I recognize, of course, that fact-finding is left to the jury. The majority, however, inexplicably fails to recognize that it is for that reason the courts have engrafted on the fact-finding process certain fundamental legal protections *413for a criminal accused. To insure that the second hypothesis is not the case, the State must prove the substantial fact that a crime has been committed, the corpus delicti-.
“The burden is on the state to show that the burning was with a criminal design, — this is the corpus delicti. The corpus delicti cannot be established by proof of the burning alone, or by the naked confession of the accused. Where nothing except the burning appears, the law presumes it to have been accidental, and not by criminal design; and the state must overcome this presumption of law, and prove a criminal design beyond a reasonable doubt.” [Emphasis added]. Bollinger v. State, 208 Md. 298, 304, quoting 2 Wharton’s Criminal Law, (12th Ed., Anderson) § 1063.
To minimize the possibility of the third and fourth hypotheses being the case, the State must introduce corroborative evidence when an accomplice testifies. The State totally failed in both regards.
Assuming Credge told the truth, his testimony did no more than establish that appellant was contemplating setting the fire, not that he set it.
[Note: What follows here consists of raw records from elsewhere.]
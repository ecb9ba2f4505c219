//! Connection string parsing and builder-style configuration.
//!
//! # Example
//!
//! ```
//! # use kusto_auth::connection::ConnectionStringBuilder;
//! # use std::str::FromStr;
//! # fn example() -> Result<(), Box<dyn std::error::Error>> {
//! // Parse from a connection string
//! let kcsb = ConnectionStringBuilder::from_str(
//!     "https://help.kusto.windows.net/Samples;AAD User ID=user@contoso.com;Password=pass",
//! )?;
//!
//! // Or configure one mode explicitly
//! let kcsb = ConnectionStringBuilder::new("https://help.kusto.windows.net")
//!     .with_user_managed_identity("00000000-0000-0000-0000-000000000000")?;
//! # Ok(())
//! # }
//! ```

pub mod builder;
pub mod connector;
pub mod keywords;
pub mod secret;

pub use builder::{ConnectionStringBuilder, CONNECTION_STRING_ENV};
pub use connector::ConnectorDetails;
pub use keywords::Keyword;
pub use secret::{SecureBytes, SecureString};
Had the State then proven that the fire was deliberately set — indicating a criminal act — the evidence may have been sufficient to eonvict. The State did just the opposite.
The only permissible evidence submitted by the State to meet its burden of overcoming the presumption of accident was that of Captain Richter of the Fire Investigation Bureau. From the majority’s depiction of his testimony we are told:
“Captain Richter could not fully ascertain the cause of the fire....
He could not eliminate spontaneous combustion
He surmised that the fire probably resulted from careless smoking . . . .” although the employee on the fifth floor had been a nonsmoker.
*414Even though the Captain had “effectively eliminated electrical or heating fixtures as a cause of the fire” certainly his testimony seemed more to establish that the fire arose from natural or accidental cause than to establish a deliberate burning.
The majority has transformed evidence of criminal agency, ie., if there was a crime, appellant probably committed it, into evidence of agency and corpus delicti, i.e., the fire was deliberately set and appellant set it. That is a leap of faith wholly unwarranted by the evidence and diametrically opposed to the Court of Appeals’s clear and simple expression of the State’s burden. In McDowell v. State, 231 Md. 205, 208 1 Chief Judge Brune said:
“ ‘As Wharton points out ‘[pjroof of the defendant’s connection with the crime as the operative agent, although essential for conviction is not part of the corpus delicti.’ ” (Reference here is to 1 Wharton’s Criminal Evidence, (12th Ed., Anderson 1955) § 17 at 48).2
The majority dismisses the requirement of independently proving the “actus reus”, of arson simply because it is a crime requiring “a special mens rea” i.e., proof of “wilful and malicious” intent. Because “mens rea” is also an element of criminal agency does not excuse the necessity of independently proving the act charged was a crime. “Where nothing except the burning appears, the law presumes it to have been accidental, and not by criminal design; and the State must overcome this presumption of law, and prove a criminal design beyond a reasonable doubt.” Bollinger, 208 *415Md. at 304. However you read that sentence, whether in or out of context, its clarity dispels the notion that it is a “freakish accident of murky exposition.” It is not conceivable that the Court of Appeals meant that an accusation that a defendant discussed committing a crime, is sufficient to prove that a crime was committed. In laying their “ghost to rest” the majority may find themselves haunted by the apparition of a dormant corpus delicti.
Corroboration is the other fundamental legal protection that this case erodes. The only corroborative evidence of Credge’s testimony was the presence of the accused in his own store on the day of the fire.3 Significantly, this fact in no way detracts from either of the third and fourth exculpatory hypotheses suggested above.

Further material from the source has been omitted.